◆ Assignment ◆
Lines from the beginning of the data through the line containing "-> Result<Option<CacheData>, StorageError>;" are to be copied exactly, with no other line included.

------------

use async_trait::async_trait;
use serde::{Deserialize, Serialize};
use std::collections::HashMap;
use std::time::Instant;

use super::errors::StorageError;

const KEY_NAMESPACE: &str = "oidc_guard";

/// Serialized payload held by a [`CacheStore`].
#[derive(Debug, Clone, Serialize, Deserialize)]
pub struct CacheData {
    pub value: String,
}

/// Process-local store. Entries are lost on restart and are not shared between instances.
pub struct InMemoryCacheStore {
    pub(super) entry: HashMap<String, (CacheData, Instant)>,
}

/// Store shared by every instance pointing at the same Redis server.
pub struct RedisCacheStore {
    pub(super) client: redis::Client,
}

/// Key layout shared by every backend: `oidc_guard:<prefix>:<key>`.
pub(super) fn cache_key(prefix: &str, key: &str) -> String {
    format!("{KEY_NAMESPACE}:{prefix}:{key}")
}

/// Expiring key-value storage behind the session repository.
#[async_trait]
pub trait CacheStore: Send + Sync + 'static {
    /// Checks the backend is reachable. Called once when the store is built.
    async fn init(&self) -> Result<(), StorageError>;

    async fn put_with_ttl(
        &mut self,
        prefix: &str,
        key: &str,
        value: CacheData,
        ttl: u64,
    ) -> Result<(), StorageError>;

    /// Unexpired entry under `prefix:key`.
    async fn get(&self, prefix: &str, key: &str) -> Result<Option<CacheData>, StorageError>;

    async fn remove(&mut self, prefix: &str, key: &str) -> Result<(), StorageError>;
}
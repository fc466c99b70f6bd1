use super::types::{AccessDecision, AccessRule, CredentialKind, DenyReason};

/// Decides whether `credentials` satisfy `rule` for `method`.
///
/// Any single credential listed by the rule is enough.
pub fn evaluate(
    method: &str,
    rule: &AccessRule,
    credentials: &[String],
    kind: CredentialKind,
) -> AccessDecision {
    if !rule.allows_method(method) {
        tracing::debug!("Method {} not allowed for {}", method, rule.path);
        return AccessDecision::Deny(DenyReason::MethodNotAllowed);
    }

    let required = rule.required(kind);
    if !required.iter().any(|r| credentials.contains(r)) {
        tracing::debug!(
            "Principal has none of the required {} for {}",
            kind.claim_name(),
            rule.path
        );
        return AccessDecision::Deny(match kind {
            CredentialKind::Groups => DenyReason::MissingGroup,
            CredentialKind::Roles => DenyReason::MissingRole,
        });
    }

    AccessDecision::Allow
}
//! Central configuration for the oidc_guard crate
//!
//! Application settings are read from a JSON document (camelCase keys) and
//! validated once at startup. Process-level knobs that rarely change between
//! deployments (cookie name, cache backend) are plain environment variables.

use serde::{Deserialize, Serialize};
use std::collections::HashMap;
use std::path::Path;
use std::sync::LazyLock;
use thiserror::Error;
use url::Url;

use crate::access::AccessRule;
use crate::resources::{ResourceConfig, find_duplicate_scopes};

/// Scopes requested on every sign-in.
pub const OIDC_DEFAULT_SCOPES: [&str; 3] = ["openid", "profile", "offline_access"];

/// Environment variable that overrides `appCredentials.clientSecret`.
pub const CLIENT_SECRET_ENV: &str = "OIDC_GUARD_CLIENT_SECRET";

const DEFAULT_AUTHORITY_HOST: &str = "https://login.microsoftonline.com";
const DEFAULT_MEMBER_OF_ENDPOINT: &str = "https://graph.microsoft.com/v1.0/me/memberOf";
const KNOWN_TENANT_ALIASES: [&str; 3] = ["common", "organizations", "consumers"];

pub static SESSION_COOKIE_NAME: LazyLock<String> = LazyLock::new(|| {
    std::env::var("OIDC_GUARD_SESSION_COOKIE_NAME")
        .ok()
        .unwrap_or("__Host-GuardSessionId".to_string())
});

pub static SESSION_MAX_AGE: LazyLock<u64> = LazyLock::new(|| {
    std::env::var("OIDC_GUARD_SESSION_MAX_AGE")
        .ok()
        .and_then(|s| s.parse().ok())
        .unwrap_or(3600) // One hour if not set or invalid
});

pub static CACHE_STORE_TYPE: LazyLock<String> = LazyLock::new(|| {
    std::env::var("OIDC_GUARD_CACHE_STORE_TYPE")
        .ok()
        .unwrap_or("memory".to_string())
});

pub static CACHE_STORE_URL: LazyLock<String> = LazyLock::new(|| {
    std::env::var("OIDC_GUARD_CACHE_STORE_URL")
        .ok()
        .unwrap_or("redis://127.0.0.1:6379".to_string())
});

/// Fatal setup problems. These are reported once at startup and never at request time.
#[derive(Debug, Error, Clone, PartialEq)]
pub enum ConfigurationError {
    #[error("Failed to read settings: {0}")]
    Read(String),

    #[error("Failed to parse settings: {0}")]
    Parse(String),

    #[error("Invalid client id: {0}")]
    InvalidClientId(String),

    #[error("Invalid tenant id: {0}")]
    InvalidTenantId(String),

    #[error("Missing client secret")]
    MissingClientSecret,

    #[error("Invalid redirect uri: {0}")]
    InvalidRedirectUri(String),

    #[error("Invalid route for {name}: {value}")]
    InvalidRoute { name: String, value: String },

    #[error("Resources {0} and {1} are configured with the same scopes")]
    DuplicateResourceScopes(String, String),

    #[error("Access rule {0} allows no methods")]
    EmptyAccessRule(String),
}

#[derive(Debug, Clone, Serialize, Deserialize)]
#[serde(rename_all = "camelCase")]
pub struct AppCredentials {
    pub client_id: String,
    pub tenant_id: String,
    #[serde(default)]
    pub client_secret: String,
}

#[derive(Debug, Clone, Serialize, Deserialize)]
#[serde(rename_all = "camelCase")]
pub struct AuthRoutes {
    /// Absolute redirect URI registered with the identity provider.
    pub redirect: String,
    pub error: String,
    pub unauthorized: String,
    #[serde(default = "default_root")]
    pub post_login: String,
    #[serde(default = "default_root")]
    pub post_logout: String,
}

#[derive(Debug, Clone, Serialize, Deserialize)]
#[serde(rename_all = "camelCase")]
pub struct DirectorySettings {
    #[serde(default = "default_member_of_endpoint")]
    pub member_of_endpoint: String,
    #[serde(default = "default_directory_scopes")]
    pub scopes: Vec<String>,
}

impl Default for DirectorySettings {
    fn default() -> Self {
        Self {
            member_of_endpoint: default_member_of_endpoint(),
            scopes: default_directory_scopes(),
        }
    }
}

#[derive(Debug, Clone, Serialize, Deserialize)]
#[serde(rename_all = "camelCase")]
pub struct GuardSettings {
    pub app_credentials: AppCredentials,
    pub auth_routes: AuthRoutes,
    #[serde(default = "default_authority_host")]
    pub authority_host: String,
    #[serde(default)]
    pub remote_resources: HashMap<String, ResourceConfig>,
    #[serde(default)]
    pub owned_resources: HashMap<String, ResourceConfig>,
    #[serde(default)]
    pub access_matrix: HashMap<String, AccessRule>,
    #[serde(default)]
    pub directory: DirectorySettings,
}

fn default_root() -> String {
    "/".to_string()
}

fn default_authority_host() -> String {
    DEFAULT_AUTHORITY_HOST.to_string()
}

fn default_member_of_endpoint() -> String {
    DEFAULT_MEMBER_OF_ENDPOINT.to_string()
}

fn default_directory_scopes() -> Vec<String> {
    vec!["User.Read".to_string(), "GroupMember.Read.All".to_string()]
}

impl GuardSettings {
    /// Parses settings and applies the client secret override from the environment.
    pub fn from_json_str(json: &str) -> Result<Self, ConfigurationError> {
        let mut settings: GuardSettings =
            serde_json::from_str(json).map_err(|e| ConfigurationError::Parse(e.to_string()))?;

        if let Ok(secret) = std::env::var(CLIENT_SECRET_ENV) {
            tracing::debug!("Using client secret from {}", CLIENT_SECRET_ENV);
            settings.app_credentials.client_secret = secret;
        }

        Ok(settings)
    }

    pub fn from_file(path: impl AsRef<Path>) -> Result<Self, ConfigurationError> {
        let path = path.as_ref();
        tracing::info!("Loading guard settings from {}", path.display());
        let json = std::fs::read_to_string(path)
            .map_err(|e| ConfigurationError::Read(format!("{}: {e}", path.display())))?;
        Self::from_json_str(&json)
    }

    pub fn authority(&self) -> String {
        format!(
            "{}/{}",
            self.authority_host.trim_end_matches('/'),
            self.app_credentials.tenant_id
        )
    }

    /// Path component of the redirect URI, where the redirect handler is mounted.
    pub fn redirect_path(&self) -> String {
        Url::parse(&self.auth_routes.redirect)
            .map(|url| url.path().to_string())
            .unwrap_or_else(|_| self.auth_routes.redirect.clone())
    }

    /// Absolute URL the provider sends the browser to after logout.
    pub fn post_logout_uri(&self) -> String {
        match Url::parse(&self.auth_routes.redirect)
            .and_then(|base| base.join(&self.auth_routes.post_logout))
        {
            Ok(url) => url.to_string(),
            Err(_) => self.auth_routes.post_logout.clone(),
        }
    }

    pub fn validate(&self) -> Result<(), ConfigurationError> {
        let creds = &self.app_credentials;

        if uuid::Uuid::parse_str(&creds.client_id).is_err() {
            return Err(ConfigurationError::InvalidClientId(creds.client_id.clone()));
        }

        if !is_valid_tenant(&creds.tenant_id) {
            return Err(ConfigurationError::InvalidTenantId(creds.tenant_id.clone()));
        }

        if creds.client_secret.trim().is_empty() {
            return Err(ConfigurationError::MissingClientSecret);
        }

        match Url::parse(&self.auth_routes.redirect) {
            Ok(url) if matches!(url.scheme(), "http" | "https") => {}
            _ => {
                return Err(ConfigurationError::InvalidRedirectUri(
                    self.auth_routes.redirect.clone(),
                ));
            }
        }

        let routes = [
            ("error", &self.auth_routes.error),
            ("unauthorized", &self.auth_routes.unauthorized),
            ("postLogin", &self.auth_routes.post_login),
            ("postLogout", &self.auth_routes.post_logout),
        ];
        for (name, value) in routes {
            if !value.starts_with('/') {
                return Err(ConfigurationError::InvalidRoute {
                    name: name.to_string(),
                    value: value.clone(),
                });
            }
        }

        if let Some((a, b)) = find_duplicate_scopes(&self.owned_resources, &self.remote_resources) {
            return Err(ConfigurationError::DuplicateResourceScopes(a, b));
        }

        for (name, rule) in &self.access_matrix {
            if rule.methods.is_empty() {
                return Err(ConfigurationError::EmptyAccessRule(name.clone()));
            }
        }

        Ok(())
    }
}

fn is_valid_tenant(tenant: &str) -> bool {
    uuid::Uuid::parse_str(tenant).is_ok()
        || KNOWN_TENANT_ALIASES.contains(&tenant)
        || (tenant.contains('.') && !tenant.contains('/') && !tenant.starts_with('.'))
}
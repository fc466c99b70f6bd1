use thiserror::Error;

use crate::storage::StorageError;
use crate::utils::UtilError;

#[derive(Debug, Error, Clone)]
pub enum SessionError {
    #[error("Session store failed: {0}")]
    Storage(#[from] StorageError),

    #[error("Session could not be (de)serialized: {0}")]
    Serialization(String),

    #[error("Session cookie error: {0}")]
    Cookie(String),

    #[error("Utils error: {0}")]
    Utils(#[from] UtilError),
}
use async_trait::async_trait;
use redis::AsyncCommands;
use redis::aio::MultiplexedConnection;

use super::errors::StorageError;
use super::types::{CacheData, CacheStore, RedisCacheStore, cache_key};

impl RedisCacheStore {
    pub fn new(client: redis::Client) -> Self {
        Self { client }
    }

    async fn connection(&self) -> Result<MultiplexedConnection, StorageError> {
        self.client
            .get_multiplexed_async_connection()
            .await
            .map_err(|e| {
                tracing::error!("Redis connection failed: {}", e);
                StorageError::from(e)
            })
    }
}

#[async_trait]
impl CacheStore for RedisCacheStore {
    async fn init(&self) -> Result<(), StorageError> {
        let mut conn = self.connection().await?;
        let _: String = redis::cmd("PING").query_async(&mut conn).await?;
        Ok(())
    }

    async fn put_with_ttl(
        &mut self,
        prefix: &str,
        key: &str,
        value: CacheData,
        ttl: u64,
    ) -> Result<(), StorageError> {
        let payload = serde_json::to_string(&value)?;
        let mut conn = self.connection().await?;
        let _: () = conn.set_ex(cache_key(prefix, key), payload, ttl).await?;
        Ok(())
    }

    async fn get(&self, prefix: &str, key: &str) -> Result<Option<CacheData>, StorageError> {
        let mut conn = self.connection().await?;
        let payload: Option<String> = conn.get(cache_key(prefix, key)).await?;

        payload
            .map(|p| serde_json::from_str(&p))
            .transpose()
            .map_err(StorageError::from)
    }

    async fn remove(&mut self, prefix: &str, key: &str) -> Result<(), StorageError> {
        let mut conn = self.connection().await?;
        let _: () = conn.del(cache_key(prefix, key)).await?;
        Ok(())
    }
}

#[cfg(test)]
mod tests {
    use super::*;

    #[test]
    fn test_session_keys_are_namespaced() {
        assert_eq!(cache_key("session", "abc"), "oidc_guard:session:abc");
    }

    #[tokio::test]
    async fn test_unreachable_server_fails_init() {
        let client = redis::Client::open("redis://127.0.0.1:1").unwrap();
        let store = RedisCacheStore::new(client);

        let result = store.init().await;
        assert!(matches!(result, Err(StorageError::Connection(_))));
    }
}
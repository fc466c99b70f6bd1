//! Mock collaborators and sample configuration for tests.
//!
//! Compiled for this crate's own tests and, behind the `test-utils` feature,
//! for downstream crates that want to drive an [`AuthProvider`] without a
//! live identity provider.

use async_trait::async_trait;
use serde_json::{Map, Value, json};
use std::collections::HashMap;
use std::sync::{Arc, Mutex, MutexGuard, PoisonError};
use url::Url;

use crate::access::AccessRule;
use crate::config::{AppCredentials, AuthRoutes, DirectorySettings, GuardSettings};
use crate::coordination::{AuthProvider, GuardError, RedirectQuery};
use crate::directory::{DirectoryFetcher, FetchError};
use crate::identity::{
    Account, AuthCodeTokenRequest, AuthCodeUrlRequest, IdentityClient, IdentityError, OboRequest,
    SilentRequest, TokenResponse, TokenValidationError, TokenValidator, build_authorization_url,
};
use crate::resources::ResourceConfig;
use crate::session::CacheSessionRepository;
use crate::storage::InMemoryCacheStore;

pub const SAMPLE_CLIENT_ID: &str = "00000000-0000-0000-0000-000000000001";
pub const SAMPLE_TENANT_ID: &str = "00000000-0000-0000-0000-0000000000aa";
pub const MEMBER_OF_ENDPOINT: &str = "https://graph.microsoft.com/v1.0/me/memberOf";

fn lock<T>(mutex: &Mutex<T>) -> MutexGuard<'_, T> {
    mutex.lock().unwrap_or_else(PoisonError::into_inner)
}

fn strings(values: &[&str]) -> Vec<String> {
    values.iter().map(|s| s.to_string()).collect()
}

/// Settings with two remote resources (`graphAPI`, `mailAPI`), one owned API
/// protecting `/api/todolist`, a group rule on `/todolist` and a role rule on `/admin`.
pub fn sample_settings() -> GuardSettings {
    let remote_resources = HashMap::from([
        (
            "graphAPI".to_string(),
            ResourceConfig {
                endpoint: "https://graph.microsoft.com/v1.0/me".to_string(),
                scopes: strings(&["User.Read"]),
                path: None,
            },
        ),
        (
            "mailAPI".to_string(),
            ResourceConfig {
                endpoint: "https://graph.microsoft.com/v1.0/me/messages".to_string(),
                scopes: strings(&["Mail.Read"]),
                path: None,
            },
        ),
    ]);

    let owned_resources = HashMap::from([(
        "todoApi".to_string(),
        ResourceConfig {
            endpoint: "http://localhost:3000/api/todolist".to_string(),
            scopes: vec![format!("api://{SAMPLE_CLIENT_ID}/access_as_user")],
            path: Some("/api/todolist".to_string()),
        },
    )]);

    let access_matrix = HashMap::from([
        (
            "todolist".to_string(),
            AccessRule {
                path: "/todolist".to_string(),
                methods: strings(&["GET", "POST"]),
                groups: Some(strings(&["group-todo-read"])),
                roles: None,
            },
        ),
        (
            "admin".to_string(),
            AccessRule {
                path: "/admin".to_string(),
                methods: strings(&["GET", "POST"]),
                groups: None,
                roles: Some(strings(&["TaskAdmin"])),
            },
        ),
    ]);

    GuardSettings {
        app_credentials: AppCredentials {
            client_id: SAMPLE_CLIENT_ID.to_string(),
            tenant_id: SAMPLE_TENANT_ID.to_string(),
            client_secret: "test-secret".to_string(),
        },
        auth_routes: AuthRoutes {
            redirect: "http://localhost:3000/redirect".to_string(),
            error: "/error".to_string(),
            unauthorized: "/unauthorized".to_string(),
            post_login: "/".to_string(),
            post_logout: "/".to_string(),
        },
        authority_host: "https://login.microsoftonline.com".to_string(),
        remote_resources,
        owned_resources,
        access_matrix,
        directory: DirectorySettings {
            member_of_endpoint: MEMBER_OF_ENDPOINT.to_string(),
            ..Default::default()
        },
    }
}

pub fn sample_account() -> Account {
    let claims: Map<String, Value> = json!({
        "oid": "00000000-0000-0000-0000-0000000000cc",
        "tid": SAMPLE_TENANT_ID,
        "preferred_username": "ada@contoso.com",
        "name": "Ada Lovelace",
    })
    .as_object()
    .cloned()
    .unwrap_or_default();
    Account::from_claims("login.microsoftonline.com", claims)
}

/// Redirect query the provider would send back for an authorization URL built by the mock client.
pub fn redirect_query_for(auth_url: &str, code: &str) -> RedirectQuery {
    let state = Url::parse(auth_url).ok().and_then(|url| {
        url.query_pairs()
            .find(|(k, _)| k == "state")
            .map(|(_, v)| v.into_owned())
    });
    RedirectQuery {
        state,
        code: Some(code.to_string()),
        ..Default::default()
    }
}

struct IdentityBehavior {
    silent: Result<String, IdentityError>,
    exchange: Result<String, IdentityError>,
    obo: Result<String, IdentityError>,
    account: Account,
    exchanged_codes: Vec<String>,
    silent_scopes: Vec<Vec<String>>,
    obo_assertions: Vec<String>,
    removed_accounts: Vec<String>,
}

/// Identity client with scripted responses that records what it was asked.
///
/// Silent acquisition requires interaction until [`Self::set_silent_token`] is called.
pub struct MockIdentityClient {
    behavior: Mutex<IdentityBehavior>,
}

impl MockIdentityClient {
    pub fn new() -> Self {
        Self {
            behavior: Mutex::new(IdentityBehavior {
                silent: Err(IdentityError::InteractionRequired(
                    "No cached credentials".to_string(),
                )),
                exchange: Ok("access-token".to_string()),
                obo: Ok("obo-token".to_string()),
                account: sample_account(),
                exchanged_codes: Vec::new(),
                silent_scopes: Vec::new(),
                obo_assertions: Vec::new(),
                removed_accounts: Vec::new(),
            }),
        }
    }

    pub fn set_silent_token(&self, token: &str) {
        lock(&self.behavior).silent = Ok(token.to_string());
    }

    pub fn fail_silent(&self, error: IdentityError) {
        lock(&self.behavior).silent = Err(error);
    }

    pub fn set_exchange_access_token(&self, token: &str) {
        lock(&self.behavior).exchange = Ok(token.to_string());
    }

    pub fn fail_exchange(&self, error: IdentityError) {
        lock(&self.behavior).exchange = Err(error);
    }

    /// Account returned by later code exchanges.
    pub fn set_account(&self, account: Account) {
        lock(&self.behavior).account = account;
    }

    pub fn set_obo_token(&self, token: &str) {
        lock(&self.behavior).obo = Ok(token.to_string());
    }

    pub fn fail_obo(&self, error: IdentityError) {
        lock(&self.behavior).obo = Err(error);
    }

    pub fn exchanged_codes(&self) -> Vec<String> {
        lock(&self.behavior).exchanged_codes.clone()
    }

    pub fn silent_scopes(&self) -> Vec<Vec<String>> {
        lock(&self.behavior).silent_scopes.clone()
    }

    pub fn obo_assertions(&self) -> Vec<String> {
        lock(&self.behavior).obo_assertions.clone()
    }

    pub fn removed_accounts(&self) -> Vec<String> {
        lock(&self.behavior).removed_accounts.clone()
    }
}

impl Default for MockIdentityClient {
    fn default() -> Self {
        Self::new()
    }
}

#[async_trait]
impl IdentityClient for MockIdentityClient {
    async fn get_authorization_url(
        &self,
        request: &AuthCodeUrlRequest,
    ) -> Result<String, IdentityError> {
        build_authorization_url(SAMPLE_CLIENT_ID, request)
    }

    async fn exchange_code_for_tokens(
        &self,
        request: &AuthCodeTokenRequest,
    ) -> Result<TokenResponse, IdentityError> {
        let mut behavior = lock(&self.behavior);
        if let Some(code) = &request.code {
            behavior.exchanged_codes.push(code.clone());
        }
        let access_token = behavior.exchange.clone()?;

        Ok(TokenResponse {
            access_token,
            id_token: Some("mock-id-token".to_string()),
            account: Some(behavior.account.clone()),
            scopes: request.scopes.clone(),
            expires_on: None,
        })
    }

    async fn acquire_token_silently(
        &self,
        request: &SilentRequest,
    ) -> Result<TokenResponse, IdentityError> {
        let mut behavior = lock(&self.behavior);
        behavior.silent_scopes.push(request.scopes.clone());
        let access_token = behavior.silent.clone()?;

        Ok(TokenResponse {
            access_token,
            account: Some(request.account.clone()),
            scopes: request.scopes.clone(),
            ..Default::default()
        })
    }

    async fn acquire_token_on_behalf_of(
        &self,
        request: &OboRequest,
    ) -> Result<TokenResponse, IdentityError> {
        let mut behavior = lock(&self.behavior);
        behavior.obo_assertions.push(request.assertion.clone());
        let access_token = behavior.obo.clone()?;

        Ok(TokenResponse {
            access_token,
            scopes: request.scopes.clone(),
            ..Default::default()
        })
    }

    async fn remove_account(&self, home_account_id: &str) {
        lock(&self.behavior)
            .removed_accounts
            .push(home_account_id.to_string());
    }
}

struct ValidatorBehavior {
    id_token: Result<bool, TokenValidationError>,
    access_token: bool,
    access_token_scopes: Vec<Vec<String>>,
}

/// Token validator that accepts everything until told otherwise.
pub struct MockValidator {
    behavior: Mutex<ValidatorBehavior>,
}

impl MockValidator {
    pub fn new() -> Self {
        Self {
            behavior: Mutex::new(ValidatorBehavior {
                id_token: Ok(true),
                access_token: true,
                access_token_scopes: Vec::new(),
            }),
        }
    }

    pub fn set_id_token_valid(&self, valid: bool) {
        lock(&self.behavior).id_token = Ok(valid);
    }

    pub fn fail_id_token_validation(&self) {
        lock(&self.behavior).id_token = Err(TokenValidationError::JwksFetch(
            "Key endpoint unreachable".to_string(),
        ));
    }

    pub fn set_access_token_valid(&self, valid: bool) {
        lock(&self.behavior).access_token = valid;
    }

    pub fn access_token_scopes(&self) -> Vec<Vec<String>> {
        lock(&self.behavior).access_token_scopes.clone()
    }
}

impl Default for MockValidator {
    fn default() -> Self {
        Self::new()
    }
}

#[async_trait]
impl TokenValidator for MockValidator {
    async fn validate_id_token(&self, _id_token: &str) -> Result<bool, TokenValidationError> {
        lock(&self.behavior).id_token.clone()
    }

    async fn validate_access_token(
        &self,
        _token: &str,
        required_scopes: &[String],
    ) -> Result<bool, TokenValidationError> {
        let mut behavior = lock(&self.behavior);
        behavior.access_token_scopes.push(required_scopes.to_vec());
        Ok(behavior.access_token)
    }
}

/// Directory fetcher serving fixed pages by URL. Unknown URLs answer 404.
#[derive(Default)]
pub struct MockFetcher {
    pages: HashMap<String, Value>,
    requests: Mutex<Vec<(String, String)>>,
}

impl MockFetcher {
    pub fn new() -> Self {
        Self::default()
    }

    pub fn with_page(mut self, url: &str, page: Value) -> Self {
        self.pages.insert(url.to_string(), page);
        self
    }

    pub fn requested_urls(&self) -> Vec<String> {
        lock(&self.requests).iter().map(|(url, _)| url.clone()).collect()
    }

    pub fn bearer_tokens(&self) -> Vec<String> {
        lock(&self.requests)
            .iter()
            .map(|(_, token)| token.clone())
            .collect()
    }
}

#[async_trait]
impl DirectoryFetcher for MockFetcher {
    async fn fetch(&self, url: &str, bearer_token: &str) -> Result<Value, FetchError> {
        lock(&self.requests).push((url.to_string(), bearer_token.to_string()));
        self.pages.get(url).cloned().ok_or_else(|| FetchError::Status {
            status: 404,
            url: url.to_string(),
        })
    }
}

/// An [`AuthProvider`] wired to mocks, with handles to each mock.
pub struct TestHarness {
    pub provider: AuthProvider,
    pub identity: Arc<MockIdentityClient>,
    pub validator: Arc<MockValidator>,
    pub fetcher: Arc<MockFetcher>,
    pub sessions: Arc<CacheSessionRepository>,
}

pub fn test_provider(settings: GuardSettings) -> Result<TestHarness, GuardError> {
    test_provider_with(settings, MockFetcher::new())
}

pub fn test_provider_with(
    settings: GuardSettings,
    fetcher: MockFetcher,
) -> Result<TestHarness, GuardError> {
    let identity = Arc::new(MockIdentityClient::new());
    let validator = Arc::new(MockValidator::new());
    let fetcher = Arc::new(fetcher);
    let sessions = Arc::new(CacheSessionRepository::with_ttl(
        Box::new(InMemoryCacheStore::new()),
        3600,
    ));

    let provider = AuthProvider::new(
        settings,
        identity.clone(),
        validator.clone(),
        fetcher.clone(),
        sessions.clone(),
    )?;

    Ok(TestHarness {
        provider,
        identity,
        validator,
        fetcher,
        sessions,
    })
}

------------

◆ Result of the exercise ◆
use async_trait::async_trait;
use serde::{Deserialize, Serialize};
use std::collections::HashMap;
use std::time::Instant;

use super::errors::StorageError;

const KEY_NAMESPACE: &str = "oidc_guard";

/// Serialized payload held by a [`CacheStore`].
#[derive(Debug, Clone, Serialize, Deserialize)]
pub struct CacheData {
    pub value: String,
}

/// Process-local store. Entries are lost on restart and are not shared between instances.
pub struct InMemoryCacheStore {
    pub(super) entry: HashMap<String, (CacheData, Instant)>,
}

/// Store shared by every instance pointing at the same Redis server.
pub struct RedisCacheStore {
    pub(super) client: redis::Client,
}

/// Key layout shared by every backend: `oidc_guard:<prefix>:<key>`.
pub(super) fn cache_key(prefix: &str, key: &str) -> String {
    format!("{KEY_NAMESPACE}:{prefix}:{key}")
}

/// Expiring key-value storage behind the session repository.
#[async_trait]
pub trait CacheStore: Send + Sync + 'static {
    /// Checks the backend is reachable. Called once when the store is built.
    async fn init(&self) -> Result<(), StorageError>;

    async fn put_with_ttl(
        &mut self,
        prefix: &str,
        key: &str,
        value: CacheData,
        ttl: u64,
    ) -> Result<(), StorageError>;

    /// Unexpired entry under `prefix:key`.
    async fn get(&self, prefix: &str, key: &str) -> Result<Option<CacheData>, StorageError>;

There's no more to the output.